Write out all of the data exactly as it appears.

---------- AVAILABLE RECORDS

//! Application supervisor and monitoring
//!
//! Consumes button events, forwards them to the host link, gives local
//! light/sound feedback and prints a periodic status line.

use embassy_time::{Duration, Instant};

use crate::battery::{BatteryLevel, BatteryReading, BATTERY_LEVEL};
use crate::buttons::ButtonEvents;
use crate::config::{ButtonConfig, BATTERY_SAMPLE_INTERVAL_S};
use crate::leds::Leds;
use crate::speaker::{Melody, Speaker};
use crate::transport::Transport;
use crate::types::{Button, ButtonEvent, Color, Error, Led, Pattern};

pub const APP_VERSION: &str = env!("CARGO_PKG_VERSION");

const EVENT_POLL_TIMEOUT: Duration = Duration::from_secs(1);
const STATUS_INTERVAL_S: u64 = 60;

const CLICK_COLOR: Color = Color::rgb(0x40, 0x40, 0x40);
const LONG_PRESS_COLOR: Color = Color::rgb(0x00, 0x00, 0xFF);
const SHIFT_COLOR: Color = Color::rgb(0xFF, 0x60, 0x00);

/// Feedback sound over: turn the press light off again
fn lights_off(_aborted: bool) {
    if Leds::global().stop().is_err() {
        warn!("Supervisor: could not queue LED stop");
    }
}

/// Application supervisor responsible for event handling and monitoring
pub struct AppSupervisor<'a, T> {
    leds: Leds<'a>,
    speaker: Speaker<'a>,
    events: ButtonEvents<'a>,
    battery: &'a BatteryLevel,
    transport: T,
    started: Instant,
    last_status_s: u64,
    events_handled: u32,
}

impl<T: Transport> AppSupervisor<'static, T> {
    /// Supervisor wired to the process-wide queues
    pub fn new(transport: T) -> Self {
        Self::with_handles(
            Leds::global(),
            Speaker::global(),
            ButtonEvents::global(),
            &BATTERY_LEVEL,
            transport,
        )
    }
}

impl<'a, T: Transport> AppSupervisor<'a, T> {
    pub fn with_handles(
        leds: Leds<'a>,
        speaker: Speaker<'a>,
        events: ButtonEvents<'a>,
        battery: &'a BatteryLevel,
        transport: T,
    ) -> Self {
        Self {
            leds,
            speaker,
            events,
            battery,
            transport,
            started: Instant::now(),
            last_status_s: 0,
            events_handled: 0,
        }
    }

    /// Print application startup banner
    pub fn print_startup_banner(&self) {
        let buttons = ButtonConfig::default();

        info!("========================================");
        info!("Clicker v{}", APP_VERSION);
        info!("Six-button handheld presenter");
        info!("========================================");
        info!("Lighting: LP5813, 2 RGB indicators");
        info!("Speaker: piezo, 2-channel PWM");
        info!(
            "Long press: {} ms ({} ms on wake)",
            buttons.long_press.as_millis(),
            buttons.long_press_on_wake.as_millis()
        );
        info!("Battery sampling every {} s", BATTERY_SAMPLE_INTERVAL_S);
        info!("========================================");
    }

    /// Print successful initialization message
    pub fn print_init_success(&self) {
        info!("Clicker initialized successfully");
        info!("Waiting for button presses...");
    }

    /// Run the main supervisor loop
    pub async fn run(&mut self) -> ! {
        info!("Application supervisor started");

        loop {
            if let Some(event) = self.events.get_event(EVENT_POLL_TIMEOUT).await {
                self.handle_event(event).await;
            }
            self.tick(Instant::now());
        }
    }

    /// Forward one event and give feedback for it
    pub async fn handle_event(&mut self, event: ButtonEvent) {
        self.events_handled = self.events_handled.wrapping_add(1);
        info!(
            "Button: {}, long: {}, shift: {}",
            event.button.number(),
            event.is_long_press,
            event.preceding_short_shift_presses
        );

        if self.transport.report_button(event).await.is_err() {
            error!("Supervisor: failed to forward button event");
        }

        if let Err(e) = self.feedback(event) {
            warn!("Supervisor: feedback dropped: {:?}", e);
        }
    }

    fn feedback(&self, event: ButtonEvent) -> Result<(), Error> {
        match (event.button, event.is_long_press) {
            // Shift is a modifier; a short press only arms it
            (Button::Shift, false) => self.leds.play(Led::D2, Pattern::Solid, SHIFT_COLOR, 1, None),
            (_, true) => {
                self.leds.play(Led::D1, Pattern::Flash, LONG_PRESS_COLOR, 2, None)?;
                self.speaker.play(Melody::Success, None)
            }
            (_, false) => {
                self.leds.play(Led::D1, Pattern::Solid, CLICK_COLOR, 1, None)?;
                self.speaker.play(Melody::Click, Some(lights_off))
            }
        }
    }

    /// Status bookkeeping; prints a status line every minute
    pub fn tick(&mut self, now: Instant) {
        let uptime_s = now.saturating_duration_since(self.started).as_secs();
        if uptime_s.saturating_sub(self.last_status_s) >= STATUS_INTERVAL_S {
            self.print_status(uptime_s);
            self.last_status_s = uptime_s;
        }
    }

    fn print_status(&self, uptime_s: u64) {
        let minutes = uptime_s / 60;
        let hours = minutes / 60;
        let remaining_minutes = minutes % 60;

        if hours > 0 {
            info!("Status: Uptime {}h{}m", hours, remaining_minutes);
        } else {
            info!("Status: Uptime {}m", minutes);
        }

        match self.battery.reading() {
            BatteryReading::Millivolts(mv) => info!("Status: battery {} mV", mv),
            BatteryReading::NotReady => info!("Status: battery not sampled yet"),
            BatteryReading::Faulted => warn!("Status: battery sampler faulted"),
        }
        info!("Status: {} button events handled", self.events_handled);
    }

    /// Uptime in seconds
    pub fn uptime(&self) -> u64 {
        Instant::now()
            .saturating_duration_since(self.started)
            .as_secs()
    }

    pub fn events_handled(&self) -> u32 {
        self.events_handled
    }

    pub fn transport(&self) -> &T {
        &self.transport
    }
}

--------------------

EXERCISE OUTPUT:
//! Application supervisor and monitoring
//!
//! Consumes button events, forwards them to the host link, gives local
//! light/sound feedback and prints a periodic status line.

use embassy_time::{Duration, Instant};

use crate::battery::{BatteryLevel, BatteryReading, BATTERY_LEVEL};
use crate::buttons::ButtonEvents;
use crate::config::{ButtonConfig, BATTERY_SAMPLE_INTERVAL_S};
use crate::leds::Leds;
use crate::speaker::{Melody, Speaker};
use crate::transport::Transport;
use crate::types::{Button, ButtonEvent, Color, Error, Led, Pattern};

pub const APP_VERSION: &str = env!("CARGO_PKG_VERSION");

const EVENT_POLL_TIMEOUT: Duration = Duration::from_secs(1);
const STATUS_INTERVAL_S: u64 = 60;

const CLICK_COLOR: Color = Color::rgb(0x40, 0x40, 0x40);
const LONG_PRESS_COLOR: Color = Color::rgb(0x00, 0x00, 0xFF);
const SHIFT_COLOR: Color = Color::rgb(0xFF, 0x60, 0x00);

/// Feedback sound over: turn the press light off again
fn lights_off(_aborted: bool) {
    if Leds::global().stop().is_err() {
        warn!("Supervisor: could not queue LED stop");
    }
}

/// Application supervisor responsible for event handling and monitoring
pub struct AppSupervisor<'a, T> {
    leds: Leds<'a>,
    speaker: Speaker<'a>,
    events: ButtonEvents<'a>,
    battery: &'a BatteryLevel,
    transport: T,
    started: Instant,
    last_status_s: u64,
    events_handled: u32,
}

impl<T: Transport> AppSupervisor<'static, T> {
    /// Supervisor wired to the process-wide queues
    pub fn new(transport: T) -> Self {
        Self::with_handles(
            Leds::global(),
            Speaker::global(),
            ButtonEvents::global(),
            &BATTERY_LEVEL,
            transport,
        )
    }
}

impl<'a, T: Transport> AppSupervisor<'a, T> {
    pub fn with_handles(
        leds: Leds<'a>,
        speaker: Speaker<'a>,
        events: ButtonEvents<'a>,
        battery: &'a BatteryLevel,
        transport: T,
    ) -> Self {
        Self {
            leds,
            speaker,
            events,
            battery,
            transport,
            started: Instant::now(),
            last_status_s: 0,
            events_handled: 0,
        }
    }

    /// Print application startup banner
    pub fn print_startup_banner(&self) {
        let buttons = ButtonConfig::default();

        info!("========================================");
        info!("Clicker v{}", APP_VERSION);
        info!("Six-button handheld presenter");
        info!("========================================");
        info!("Lighting: LP5813, 2 RGB indicators");
        info!("Speaker: piezo, 2-channel PWM");
        info!(
            "Long press: {} ms ({} ms on wake)",
            buttons.long_press.as_millis(),
            buttons.long_press_on_wake.as_millis()
        );
        info!("Battery sampling every {} s", BATTERY_SAMPLE_INTERVAL_S);
        info!("========================================");
    }

    /// Print successful initialization message
    pub fn print_init_success(&self) {
        info!("Clicker initialized successfully");
        info!("Waiting for button presses...");
    }

    /// Run the main supervisor loop
    pub async fn run(&mut self) -> ! {
        info!("Application supervisor started");

        loop {
            if let Some(event) = self.events.get_event(EVENT_POLL_TIMEOUT).await {
                self.handle_event(event).await;
            }
            self.tick(Instant::now());
        }
    }

    /// Forward one event and give feedback for it
    pub async fn handle_event(&mut self, event: ButtonEvent) {
        self.events_handled = self.events_handled.wrapping_add(1);
        info!(
            "Button: {}, long: {}, shift: {}",
            event.button.number(),
            event.is_long_press,
            event.preceding_short_shift_presses
        );

        if self.transport.report_button(event).await.is_err() {
            error!("Supervisor: failed to forward button event");
        }

        if let Err(e) = self.feedback(event) {
            warn!("Supervisor: feedback dropped: {:?}", e);
        }
    }

    fn feedback(&self, event: ButtonEvent) -> Result<(), Error> {
        match (event.button, event.is_long_press) {
            // Shift is a modifier; a short press only arms it
            (Button::Shift, false) => self.leds.play(Led::D2, Pattern::Solid, SHIFT_COLOR, 1, None),
            (_, true) => {
                self.leds.play(Led::D1, Pattern::Flash, LONG_PRESS_COLOR, 2, None)?;
                self.speaker.play(Melody::Success, None)
            }
            (_, false) => {
                self.leds.play(Led::D1, Pattern::Solid, CLICK_COLOR, 1, None)?;
                self.speaker.play(Melody::Click, Some(lights_off))
            }
        }
    }

    /// Status bookkeeping; prints a status line every minute
    pub fn tick(&mut self, now: Instant) {
        let uptime_s = now.saturating_duration_since(self.started).as_secs();
        if uptime_s.saturating_sub(self.last_status_s) >= STATUS_INTERVAL_S {
            self.print_status(uptime_s);
            self.last_status_s = uptime_s;
        }
    }

    fn print_status(&self, uptime_s: u64) {
        let minutes = uptime_s / 60;
        let hours = minutes / 60;
        let remaining_minutes = minutes % 60;

        if hours > 0 {
            info!("Status: Uptime {}h{}m", hours, remaining_minutes);
        } else {
            info!("Status: Uptime {}m", minutes);
        }

        match self.battery.reading() {
            BatteryReading::Millivolts(mv) => info!("Status: battery {} mV", mv),
            BatteryReading::NotReady => info!("Status: battery not sampled yet"),
            BatteryReading::Faulted => warn!("Status: battery sampler faulted"),
        }
        info!("Status: {} button events handled", self.events_handled);
    }

    /// Uptime in seconds
    pub fn uptime(&self) -> u64 {
        Instant::now()
            .saturating_duration_since(self.started)
            .as_secs()
    }

    pub fn events_handled(&self) -> u32 {
        self.events_handled
    }

    pub fn transport(&self) -> &T {
        &self.transport
    }
}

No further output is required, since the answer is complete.